Rhona Cameron from the group, said: “Dredging will affect the marine life. The whole eco system will vanish from the Firth of the Clyde.
“They are going to stick them up Loch Striven before taking them to Hunterston PARC to be decommissioned. There is a Norwegian Company set up to do this.
“If they are bringing them around Scotland it’s the risk factor. They are going to have to pass around Bute.
“Why on earth are they doing this?
“There could be hundreds of oil rigs brought here from the North Sea. They are not actually saying how many are coming here, so who knows?
“And how an environmental assessment has been by-passed is incredible.
“It’s all been very dubious. There are big question marks on it, to the point where we are getting a legal team on it.
“We are hoping to halt this whole process.”
The application is currently live with North Ayrshire Council, with Scottish Enterprise poised to approve a £10 million grant next week.

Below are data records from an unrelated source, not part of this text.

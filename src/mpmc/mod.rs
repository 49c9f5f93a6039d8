//! Multi-producer multi-consumer (MPMC) bounded queue.
//!
//! Any number of threads may push and pop concurrently; completed
//! operations observe strict FIFO order. Position in that order is decided
//! by two ticket counters: each push claims the next `head` ticket, each
//! pop the next `tail` ticket, and the consumer holding ticket `k` always
//! receives the element produced under ticket `k`. Per-slot turn counters
//! sequence the producers and consumers that map to the same slot across
//! laps of the ring.
//!
//! # Example
//!
//! ```
//! use relay_queue::mpmc::Queue;
//! use std::sync::Arc;
//! use std::thread;
//!
//! let q = Arc::new(Queue::new(64));
//!
//! let producers: Vec<_> = (0..2)
//!     .map(|p| {
//!         let q = Arc::clone(&q);
//!         thread::spawn(move || {
//!             for i in 0..100u64 {
//!                 q.push(p * 1000 + i);
//!             }
//!         })
//!     })
//!     .collect();
//!
//! let consumer = {
//!     let q = Arc::clone(&q);
//!     thread::spawn(move || (0..200).map(|_| q.pop()).sum::<u64>())
//! };
//!
//! for handle in producers {
//!     handle.join().unwrap();
//! }
//! let sum = consumer.join().unwrap();
//! assert_eq!(sum, (0..100).sum::<u64>() * 2 + 1000 * 100);
//! ```
//!
//! # Performance Notes
//!
//! The hot path is branch-free aside from the turn check: a blocking
//! operation is one `fetch_add` plus one acquire spin on its slot's turn,
//! with the element bytes and the turn word on the same cache line. Head,
//! tail, and every slot live on distinct cache lines so producers and
//! consumers do not false-share.
//!
//! Blocking calls busy-wait (with an adaptive backoff) and cannot be
//! cancelled: once a ticket is claimed it must be served, so a higher-level
//! shutdown protocol has to drain the queue with sentinel values rather
//! than abandon a call in flight.

mod ring;

use std::fmt;
use std::ptr::NonNull;

use crate::Full;
use ring::RingBuffer;

/// A bounded lock-free MPMC queue.
///
/// The queue owns a fixed-capacity ring allocated on construction; it never
/// resizes. Share it between threads with [`Arc`](std::sync::Arc). Elements
/// only need to be [`Send`] — the queue takes ownership on push and hands it
/// back on pop.
///
/// Dropping the queue drops any elements still inside it.
pub struct Queue<T> {
    inner: NonNull<RingBuffer<T>>,
}

// Safety: the ring synchronizes all cross-thread access through its ticket
// counters and per-slot turns; T values move between threads, so T: Send.
unsafe impl<T: Send> Send for Queue<T> {}
unsafe impl<T: Send> Sync for Queue<T> {}

impl<T> Queue<T> {
    /// Creates a queue with space for exactly `capacity` elements.
    ///
    /// Capacity is taken as given, not rounded up to a power of two.
    ///
    /// # Panics
    ///
    /// Panics if `capacity` is zero or the ring allocation fails. Use
    /// [`with_capacity`](Queue::with_capacity) to handle those as errors.
    ///
    /// # Example
    ///
    /// ```
    /// use relay_queue::mpmc::Queue;
    ///
    /// let q = Queue::<u32>::new(10);
    /// assert_eq!(q.capacity(), 10);
    /// ```
    pub fn new(capacity: usize) -> Self {
        match Self::with_capacity(capacity) {
            Ok(queue) => queue,
            Err(err) => panic!("failed to construct queue: {err}"),
        }
    }

    /// Creates a queue with space for exactly `capacity` elements, reporting
    /// construction failures instead of panicking.
    ///
    /// # Errors
    ///
    /// Returns [`QueueError::ZeroCapacity`] if `capacity` is zero and
    /// [`QueueError::AllocationFailed`] if the ring cannot be allocated.
    ///
    /// # Example
    ///
    /// ```
    /// use relay_queue::mpmc::{Queue, QueueError};
    ///
    /// assert_eq!(
    ///     Queue::<u32>::with_capacity(0).unwrap_err(),
    ///     QueueError::ZeroCapacity,
    /// );
    /// ```
    pub fn with_capacity(capacity: usize) -> Result<Self, QueueError> {
        RingBuffer::allocate(capacity).map(|inner| Self { inner })
    }

    /// Pushes a value, waiting until a slot accepts it.
    ///
    /// This never fails: it spins until the consumer currently responsible
    /// for the claimed slot (if any) vacates it. The wait is bounded only by
    /// that consumer's progress.
    #[inline]
    pub fn push(&self, value: T) {
        self.ring().push(value)
    }

    /// Attempts to push a value without waiting.
    ///
    /// # Errors
    ///
    /// Returns `Err(Full(value))` — handing the value back — if the queue
    /// was full at some moment during the call. Contention with other
    /// producers alone never causes a failure, only retries.
    ///
    /// # Example
    ///
    /// ```
    /// use relay_queue::mpmc::Queue;
    ///
    /// let q = Queue::new(1);
    ///
    /// assert!(q.try_push(1).is_ok());
    /// let err = q.try_push(2).unwrap_err();
    /// assert_eq!(err.into_inner(), 2);
    /// ```
    #[inline]
    #[must_use = "try_push returns Err if full, which should be handled"]
    pub fn try_push(&self, value: T) -> Result<(), Full<T>> {
        self.ring().try_push(value)
    }

    /// Pops the next value in FIFO order, waiting until one is available.
    #[inline]
    pub fn pop(&self) -> T {
        self.ring().pop()
    }

    /// Attempts to pop without waiting.
    ///
    /// Returns `None` if the queue was empty at some moment during the
    /// call. Values come out in FIFO ticket order.
    ///
    /// # Example
    ///
    /// ```
    /// use relay_queue::mpmc::Queue;
    ///
    /// let q = Queue::new(4);
    /// assert_eq!(q.try_pop(), None);
    ///
    /// q.push(7);
    /// assert_eq!(q.try_pop(), Some(7));
    /// ```
    #[inline]
    pub fn try_pop(&self) -> Option<T> {
        self.ring().try_pop()
    }

    /// Returns the number of elements in the queue.
    ///
    /// The count is a snapshot of the two ticket counters and may be
    /// immediately stale under concurrency; it is exact while the queue is
    /// quiescent.
    #[inline]
    pub fn len(&self) -> usize {
        self.ring().len()
    }

    /// Returns `true` if the queue holds no elements.
    ///
    /// Same snapshot semantics as [`len`](Queue::len).
    #[inline]
    pub fn is_empty(&self) -> bool {
        self.len() == 0
    }

    /// Returns the capacity of the queue.
    #[inline]
    pub fn capacity(&self) -> usize {
        self.ring().capacity()
    }

    #[inline]
    fn ring(&self) -> &RingBuffer<T> {
        // Safety: the pointer is valid from construction until Drop.
        unsafe { self.inner.as_ref() }
    }
}

impl<T> Drop for Queue<T> {
    fn drop(&mut self) {
        // Safety: &mut self guarantees no concurrent callers, and the
        // pointer is not used again.
        unsafe { RingBuffer::deallocate(self.inner) }
    }
}

impl<T> fmt::Debug for Queue<T> {
    fn fmt(&self, f: &mut fmt::Formatter<'_>) -> fmt::Result {
        f.debug_struct("Queue")
            .field("capacity", &self.capacity())
            .field("len", &self.len())
            .finish_non_exhaustive()
    }
}

/// Error returned by [`Queue::with_capacity`].
#[derive(Debug, Clone, Copy, PartialEq, Eq)]
pub enum QueueError {
    /// The requested capacity was zero.
    ZeroCapacity,
    /// The ring storage could not be allocated.
    AllocationFailed,
}

impl fmt::Display for QueueError {
    fn fmt(&self, f: &mut fmt::Formatter<'_>) -> fmt::Result {
        match self {
            Self::ZeroCapacity => write!(f, "capacity must be non-zero"),
            Self::AllocationFailed => write!(f, "ring allocation failed"),
        }
    }
}

impl std::error::Error for QueueError {}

Rhona said: “It’s been in the background and the community has never been told. Things are being passed through that are bordering on legality because of the environmental impact.
“We have not really been able to ask questions. It’s shut doors everywhere.
“North Ayrshire Council say it’s all for jobs but that’s rubbish. Only Peel Ports will benefit.
“So why is the Scottish Government funding this for a mere 100-200 jobs?
“We are very aware that there needs to be employment in the area. But given that there is 200,000 people in the tourism industry the money needs to go into that.
“It’s such a beautiful area. We want this money pumped into something better for the local area.”
Rhona explained how her group started: “This was set-up about three months ago. A young girl called Holly (19) started a petition about the oil rigs. So we all looking into it and what’s going on.
“There are a lot of people working on this, around 50/60 of us. We have a lot of clever people involved.”
A spokesperson for Peel Ports said: “We continue to work with the relevant regulatory authorities and agencies to progress the consents, permissions and approvals for decommissioning at Hunterston Marine Yard.
“We take environmental issues very seriously and act responsibly.
“This is why we’re confident that our decommissioning activities will be managed and operated in a sensitive manner to avoid any negative impact on the aquatic and terrestrial environment around the Firth of Clyde.”